The incidence of cardiometabolic diseases is increasing globally, and both poor diet and the human gut microbiome have been implicated. However, the field lacks large-scale, comprehensive studies exploring these links in...The incidence of cardiometabolic diseases is increasing globally, and both poor diet and the human gut microbiome have been implicated. However, the field lacks large-scale, comprehensive studies exploring these links in diverse populations. Here, in over 34,000 US and UK participants with metagenomic, diet, anthropometric and host health data, we identified known and yet-to-be-cultured gut microbiome species associated significantly with different diets and risk factors. We developed a ranking of species most favourably and unfavourably associated with human health markers, called the 'ZOE Microbiome Health Ranking 2025'. This system showed strong and reproducible associations between the ranking of microbial species and both body mass index and host disease conditions on more than 7,800 additional public samples. In an additional 746 people from two dietary interventional clinical trials, favourably ranked species increased in abundance and prevalence, and unfavourably ranked species reduced over time.

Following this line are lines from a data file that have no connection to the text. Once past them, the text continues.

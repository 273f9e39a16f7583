//! Reference entities: train types, trains, crews, stations and routes.

use common::{CrewId, RouteId, StationId, TrainId, TrainTypeId};
use serde::{Deserialize, Serialize};

use crate::error::DomainError;

/// A category of train (express, freight, ...). Pure reference data.
#[derive(Debug, Clone, PartialEq, Eq, Serialize, Deserialize)]
pub struct TrainType {
    pub id: TrainTypeId,
    pub name: String,
}

/// Payload for creating or replacing a train type.
#[derive(Debug, Clone, Serialize, Deserialize)]
pub struct NewTrainType {
    pub name: String,
}

/// A physical train with its seat layout.
#[derive(Debug, Clone, PartialEq, Eq, Serialize, Deserialize)]
pub struct Train {
    pub id: TrainId,
    pub name: String,
    /// Number of cargo sections (cars), 1-based when addressed by tickets.
    pub cargo_num: i32,
    /// Seats per cargo section, 1-based when addressed by tickets.
    pub places_in_cargo: i32,
    pub train_type_id: TrainTypeId,
}

impl Train {
    /// Total seat count of the train.
    pub fn capacity(&self) -> i64 {
        i64::from(self.cargo_num) * i64::from(self.places_in_cargo)
    }
}

/// Payload for creating or replacing a train.
#[derive(Debug, Clone, Serialize, Deserialize)]
pub struct NewTrain {
    pub name: String,
    pub cargo_num: i32,
    pub places_in_cargo: i32,
    pub train_type_id: TrainTypeId,
}

/// Checks the train layout lower bounds (both dimensions at least 1).
pub fn validate_train_layout(cargo_num: i32, places_in_cargo: i32) -> Result<(), DomainError> {
    for (value, field) in [(cargo_num, "cargo_num"), (places_in_cargo, "places_in_cargo")] {
        if value < 1 {
            return Err(DomainError::ValueBelowMinimum {
                field,
                min: 1,
                value,
            });
        }
    }
    Ok(())
}

/// A named crew assignable to trips.
#[derive(Debug, Clone, PartialEq, Eq, Serialize, Deserialize)]
pub struct Crew {
    pub id: CrewId,
    pub name: String,
}

/// Payload for creating or replacing a crew.
#[derive(Debug, Clone, Serialize, Deserialize)]
pub struct NewCrew {
    pub name: String,
}

/// A station with its geographic position.
#[derive(Debug, Clone, PartialEq, Serialize, Deserialize)]
pub struct Station {
    pub id: StationId,
    pub name: String,
    pub latitude: f64,
    pub longitude: f64,
}

impl Station {
    /// Display-only scalar, the product of the coordinates rounded to two
    /// decimal places. Not physically meaningful.
    pub fn square(&self) -> f64 {
        (self.latitude * self.longitude * 100.0).round() / 100.0
    }
}

/// Payload for creating or replacing a station.
#[derive(Debug, Clone, Serialize, Deserialize)]
pub struct NewStation {
    pub name: String,
    pub latitude: f64,
    pub longitude: f64,
}

/// A directed connection between two stations.
///
/// Source and destination may coincide; no invariant ties them apart.
#[derive(Debug, Clone, PartialEq, Eq, Serialize, Deserialize)]
pub struct Route {
    pub id: RouteId,
    pub source_id: StationId,
    pub destination_id: StationId,
    /// Length in kilometers, non-negative.
    pub distance: i32,
}

/// Payload for creating or replacing a route.
#[derive(Debug, Clone, Serialize, Deserialize)]
pub struct NewRoute {
    pub source_id: StationId,
    pub destination_id: StationId,
    pub distance: i32,
}

/// Checks that a route's distance is non-negative.
pub fn validate_route(distance: i32) -> Result<(), DomainError> {
    if distance < 0 {
        return Err(DomainError::ValueBelowMinimum {
            field: "distance",
            min: 0,
            value: distance,
        });
    }
    Ok(())
}

#[cfg(test)]
mod tests {
    use super::*;

    fn train(cargo_num: i32, places_in_cargo: i32) -> Train {
        Train {
            id: TrainId::new(1),
            name: "Intercity 1".to_string(),
            cargo_num,
            places_in_cargo,
            train_type_id: TrainTypeId::new(1),
        }
    }

    #[test]
    fn capacity_is_product_of_layout() {
        assert_eq!(train(5, 20).capacity(), 100);
        assert_eq!(train(1, 1).capacity(), 1);
    }

    #[test]
    fn capacity_does_not_overflow_i32() {
        assert_eq!(train(i32::MAX, 2).capacity(), i64::from(i32::MAX) * 2);
    }

    #[test]
    fn layout_lower_bounds_are_enforced() {
        assert!(validate_train_layout(1, 1).is_ok());
        assert_eq!(
            validate_train_layout(0, 10),
            Err(DomainError::ValueBelowMinimum {
                field: "cargo_num",
                min: 1,
                value: 0,
            })
        );
        assert_eq!(
            validate_train_layout(3, -1),
            Err(DomainError::ValueBelowMinimum {
                field: "places_in_cargo",
                min: 1,
                value: -1,
            })
        );
    }

    #[test]
    fn square_rounds_to_two_decimals() {
        let station = Station {
            id: StationId::new(1),
            name: "Central".to_string(),
            latitude: 50.4501,
            longitude: 30.5234,
        };
        assert_eq!(station.square(), 1539.91);
    }

    #[test]
    fn negative_distance_is_rejected() {
        assert!(validate_route(0).is_ok());
        assert!(validate_route(250).is_ok());
        assert_eq!(
            validate_route(-5),
            Err(DomainError::ValueBelowMinimum {
                field: "distance",
                min: 0,
                value: -5,
            })
        );
    }
}
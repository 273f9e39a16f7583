//! PostgreSQL-backed railway store.
//!
//! Seat uniqueness is the `tickets_trip_cargo_seat_key` composite index;
//! order creation runs in one transaction so a failed ticket rolls back the
//! order row with it. Availability is always a live aggregate, never a
//! stored column.

use std::collections::HashMap;

use async_trait::async_trait;
use common::{CrewId, OrderId, RouteId, StationId, TrainId, TrainTypeId, TripId, UserId};
use domain::{
    Crew, NewCrew, NewRoute, NewStation, NewTrain, NewTrainType, NewTrip, Route, Station,
    TicketRequest, Train, TrainType, Trip, validate_route, validate_seat, validate_ticket_requests,
    validate_train_layout,
};
use sqlx::postgres::PgRow;
use sqlx::{PgPool, Row};

use crate::error::{Result, StoreError};
use crate::identity::{self, NewUser, User};
use crate::store::{NameFilter, Page, PageRequest, RailwayStore, TripFilter};
use crate::views::{
    OrderView, RouteDetail, RouteSummary, SeatRef, TicketView, TrainView, TripDetail, TripSummary,
};

/// PostgreSQL railway store implementation.
#[derive(Clone)]
pub struct PostgresStore {
    pool: PgPool,
}

impl PostgresStore {
    /// Creates a store over an existing connection pool.
    pub fn new(pool: PgPool) -> Self {
        Self { pool }
    }

    /// Gets a reference to the underlying connection pool.
    pub fn pool(&self) -> &PgPool {
        &self.pool
    }

    /// Runs the database migrations.
    pub async fn run_migrations(&self) -> std::result::Result<(), sqlx::migrate::MigrateError> {
        sqlx::migrate!("../../migrations").run(&self.pool).await
    }

    fn row_to_station(row: &PgRow) -> Result<Station> {
        Ok(Station {
            id: StationId::new(row.try_get("id")?),
            name: row.try_get("name")?,
            latitude: row.try_get("latitude")?,
            longitude: row.try_get("longitude")?,
        })
    }

    fn row_to_train_view(row: &PgRow) -> Result<TrainView> {
        let cargo_num: i32 = row.try_get("cargo_num")?;
        let places_in_cargo: i32 = row.try_get("places_in_cargo")?;
        Ok(TrainView {
            id: TrainId::new(row.try_get("id")?),
            name: row.try_get("name")?,
            cargo_num,
            places_in_cargo,
            capacity: i64::from(cargo_num) * i64::from(places_in_cargo),
            train_type: row.try_get("train_type")?,
        })
    }

    fn row_to_trip_summary(row: &PgRow) -> Result<TripSummary> {
        Ok(TripSummary {
            id: TripId::new(row.try_get("trip_id")?),
            departure_station: row.try_get("departure_station")?,
            arrival_station: row.try_get("arrival_station")?,
            train_name: row.try_get("train_name")?,
            train_capacity: row.try_get("train_capacity")?,
            tickets_available: row.try_get("tickets_available")?,
            departure_time: row.try_get("departure_time")?,
            arrival_time: row.try_get("arrival_time")?,
        })
    }

    /// Loads the train serving a trip, for ticket validation.
    async fn train_for_trip(
        tx: &mut sqlx::PgConnection,
        trip: TripId,
    ) -> Result<Train> {
        let row = sqlx::query(
            r#"
            SELECT tr.id, tr.name, tr.cargo_num, tr.places_in_cargo, tr.train_type_id
            FROM trips t
            JOIN trains tr ON tr.id = t.train_id
            WHERE t.id = $1
            "#,
        )
        .bind(trip.as_i64())
        .fetch_optional(&mut *tx)
        .await?
        .ok_or(StoreError::NotFound {
            entity: "trip",
            id: trip.as_i64(),
        })?;

        Ok(Train {
            id: TrainId::new(row.try_get("id")?),
            name: row.try_get("name")?,
            cargo_num: row.try_get("cargo_num")?,
            places_in_cargo: row.try_get("places_in_cargo")?,
            train_type_id: TrainTypeId::new(row.try_get("train_type_id")?),
        })
    }

    /// Loads nested ticket views for a set of orders, keyed by order id.
    async fn ticket_views_for_orders(
        &self,
        order_ids: &[i64],
    ) -> Result<HashMap<i64, Vec<TicketView>>> {
        let rows = sqlx::query(
            r#"
            SELECT k.id, k.cargo, k.seat, k.order_id,
                   t.id AS trip_id, t.departure_time, t.arrival_time,
                   src.name AS departure_station, dst.name AS arrival_station,
                   tr.name AS train_name,
                   (tr.cargo_num::BIGINT * tr.places_in_cargo) AS train_capacity,
                   (tr.cargo_num::BIGINT * tr.places_in_cargo)
                       - (SELECT COUNT(*) FROM tickets k2 WHERE k2.trip_id = t.id)
                       AS tickets_available
            FROM tickets k
            JOIN trips t ON t.id = k.trip_id
            JOIN trains tr ON tr.id = t.train_id
            JOIN routes r ON r.id = t.route_id
            JOIN stations src ON src.id = r.source_id
            JOIN stations dst ON dst.id = r.destination_id
            WHERE k.order_id = ANY($1)
            ORDER BY k.order_id, k.cargo, k.seat
            "#,
        )
        .bind(order_ids)
        .fetch_all(&self.pool)
        .await?;

        let mut by_order: HashMap<i64, Vec<TicketView>> = HashMap::new();
        for row in rows {
            let order_id: i64 = row.try_get("order_id")?;
            let view = TicketView {
                id: common::TicketId::new(row.try_get("id")?),
                cargo: row.try_get("cargo")?,
                seat: row.try_get("seat")?,
                trip: Self::row_to_trip_summary(&row)?,
            };
            by_order.entry(order_id).or_default().push(view);
        }
        Ok(by_order)
    }
}
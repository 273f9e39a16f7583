//! API error types with HTTP response mapping.

use axum::http::StatusCode;
use axum::response::{IntoResponse, Response};
use store::StoreError;

/// API-level error type that maps to HTTP responses.
#[derive(Debug)]
pub enum ApiError {
    /// No authenticated user for an owner-scoped operation.
    Unauthorized,
    /// Resource not found.
    NotFound(String),
    /// Bad request from the client; `field` names the offending field when
    /// the failure is a single-field validation error.
    BadRequest {
        field: Option<&'static str>,
        message: String,
    },
    /// Uniqueness conflict: a taken seat or a duplicate name. The caller
    /// must pick a different value, not merely one in range.
    Conflict(String),
    /// Internal server error.
    Internal(String),
}

impl ApiError {
    /// Convenience constructor for a field-less bad request.
    pub fn bad_request(message: impl Into<String>) -> Self {
        ApiError::BadRequest {
            field: None,
            message: message.into(),
        }
    }
}

impl IntoResponse for ApiError {
    fn into_response(self) -> Response {
        let (status, field, message) = match self {
            ApiError::Unauthorized => (
                StatusCode::UNAUTHORIZED,
                None,
                "authentication required".to_string(),
            ),
            ApiError::NotFound(msg) => (StatusCode::NOT_FOUND, None, msg),
            ApiError::BadRequest { field, message } => (StatusCode::BAD_REQUEST, field, message),
            ApiError::Conflict(msg) => (StatusCode::CONFLICT, None, msg),
            ApiError::Internal(msg) => {
                tracing::error!(error = %msg, "internal server error");
                (StatusCode::INTERNAL_SERVER_ERROR, None, msg)
            }
        };

        let body = match field {
            Some(field) => serde_json::json!({ "error": message, "field": field }),
            None => serde_json::json!({ "error": message }),
        };
        (status, axum::Json(body)).into_response()
    }
}

impl From<StoreError> for ApiError {
    fn from(err: StoreError) -> Self {
        match err {
            StoreError::NotFound { .. } => ApiError::NotFound(err.to_string()),
            StoreError::SeatTaken { .. } => {
                metrics::counter!("seat_conflicts_total").increment(1);
                ApiError::Conflict(err.to_string())
            }
            StoreError::DuplicateName { .. } => ApiError::Conflict(err.to_string()),
            StoreError::InvalidCredentials => ApiError::Unauthorized,
            StoreError::Validation(domain_err) => ApiError::BadRequest {
                field: domain_err.field(),
                message: domain_err.to_string(),
            },
            StoreError::Database(_) | StoreError::Migration(_) => {
                ApiError::Internal(err.to_string())
            }
        }
    }
}
//! User registration, login and profile endpoints.

use std::sync::Arc;

use axum::Json;
use axum::extract::State;
use axum::http::{HeaderMap, StatusCode};
use serde::{Deserialize, Serialize};
use store::{NewUser, RailwayStore, User};

use crate::AppState;
use crate::auth;
use crate::error::ApiError;

/// Login request body.
#[derive(Deserialize)]
pub struct LoginRequest {
    pub username: String,
    pub password: String,
}

/// Issued bearer token.
#[derive(Serialize)]
pub struct TokenResponse {
    pub token: String,
}

/// POST /api/users/register
#[tracing::instrument(skip(state, new))]
pub async fn register<S: RailwayStore + Clone + 'static>(
    State(state): State<Arc<AppState<S>>>,
    Json(new): Json<NewUser>,
) -> Result<(StatusCode, Json<User>), ApiError> {
    let user = state.store.register_user(new).await?;
    Ok((StatusCode::CREATED, Json(user)))
}

/// POST /api/users/login — verify credentials and issue a token.
#[tracing::instrument(skip(state, req))]
pub async fn login<S: RailwayStore + Clone + 'static>(
    State(state): State<Arc<AppState<S>>>,
    Json(req): Json<LoginRequest>,
) -> Result<Json<TokenResponse>, ApiError> {
    let token = state.store.login(&req.username, &req.password).await?;
    Ok(Json(TokenResponse { token }))
}

/// GET /api/users/me
#[tracing::instrument(skip(state, headers))]
pub async fn me<S: RailwayStore + Clone + 'static>(
    State(state): State<Arc<AppState<S>>>,
    headers: HeaderMap,
) -> Result<Json<User>, ApiError> {
    let user = auth::require_user(&state.store, &headers).await?;
    Ok(Json(user))
}

/// PUT /api/users/me
#[tracing::instrument(skip(state, headers, new))]
pub async fn update_me<S: RailwayStore + Clone + 'static>(
    State(state): State<Arc<AppState<S>>>,
    headers: HeaderMap,
    Json(new): Json<NewUser>,
) -> Result<Json<User>, ApiError> {
    let user = auth::require_user(&state.store, &headers).await?;
    Ok(Json(state.store.update_user(user.id, new).await?))
}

In conclusion, these analyses provide strong support for the association of both diet and microbiome with health markers, and the summary system can be used to inform the basis for future causal and mechanistic studies. It should be emphasized, however, that causal inference is not possible without prospective cohort studies and interventional clinical trials.